Beim Smalltalk sollte dem Gesprächspartner Blickkontakt angeboten, er aber nicht fixiert oder gar angestarrt werden. „Das wirkt verunsichernd oder sogar aggressiv“, warnt die Kommunikationstrainerin Elisabeth Bonneau aus Freiburg.

dpa/gms FREIBURG. Beim Smalltalk sollte dem Gesprächspartner Blickkontakt angeboten, er aber nicht fixiert oder gar angestarrt werden. „Das wirkt verunsichernd oder sogar aggressiv“, warnt die Kommunikationstrainerin Elisabeth Bonneau aus Freiburg.

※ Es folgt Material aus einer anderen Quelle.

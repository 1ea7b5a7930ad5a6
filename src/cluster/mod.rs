//! Per-channel replication and the action pipeline around it.

pub mod channel;
pub mod channel_list;
pub mod commit_wait;
pub mod error;
pub mod key;
pub mod log;
pub mod message;
pub mod pipeline;
pub mod proto;
pub mod reactor;
mod reactor_sub;
pub mod replica;
pub mod storage;
pub mod store_queue;
pub mod trace_record;
pub mod transport;

pub use channel::{Channel, ChannelClusterConfig};
pub use channel_list::ChannelList;
pub use commit_wait::{CommitSignal, CommitWait};
pub use error::ClusterError;
pub use key::{ChannelKey, NO_LEADER, NodeId};
pub use log::LogEntry;
pub use message::{ChannelMessage, PipelineStage, ReplicaMessage};
pub use pipeline::{
    ChannelInit, NoopPipeline, PermissionVerdict, PipelineDelegate, PipelineError,
};
pub use proto::{
    ProtoDecodeError, ProtoEncodeError, WIRE_VERSION, WireEnvelope, decode_envelope,
    encode_envelope,
};
pub use reactor::ChannelReactor;
pub use replica::{Action, ChannelReplica, Role};
pub use storage::{
    MemoryLogStorage, MemoryMetadataStorage, MessageLogStorage, MetadataStorage, StorageError,
};
pub use store_queue::LocalStoreQueue;
pub use trace_record::{NoopTraceObserver, SpanHandle, TraceObserver};
pub use transport::{NoopTransport, Transport};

„Am besten lassen Sie Ihren Blick über das Gesicht des anderen schweifen, schauen ihr oder ihm in die Augen, auf den Mund und wieder zurück in die Augen.“ So habe der Betrachtete Gelegenheit, von sich aus den Blick zu erwidern. Ein Nicken, ein Lächeln und andere Zeichen der Sympathie könnten sich entwickeln. „Man sollte im Smalltalk aber auch nicht verschämt auf den Boden blicken oder um himmlischen Beistand flehend nach oben“, sagt Bonneau. Genauso wenig eigneten sich das Dekolletée oder ein Fleck auf der Krawatte als Fixpunkt. Vielmehr bleibt das Gesicht der „Zielraum“ für den höflichen Betrachter.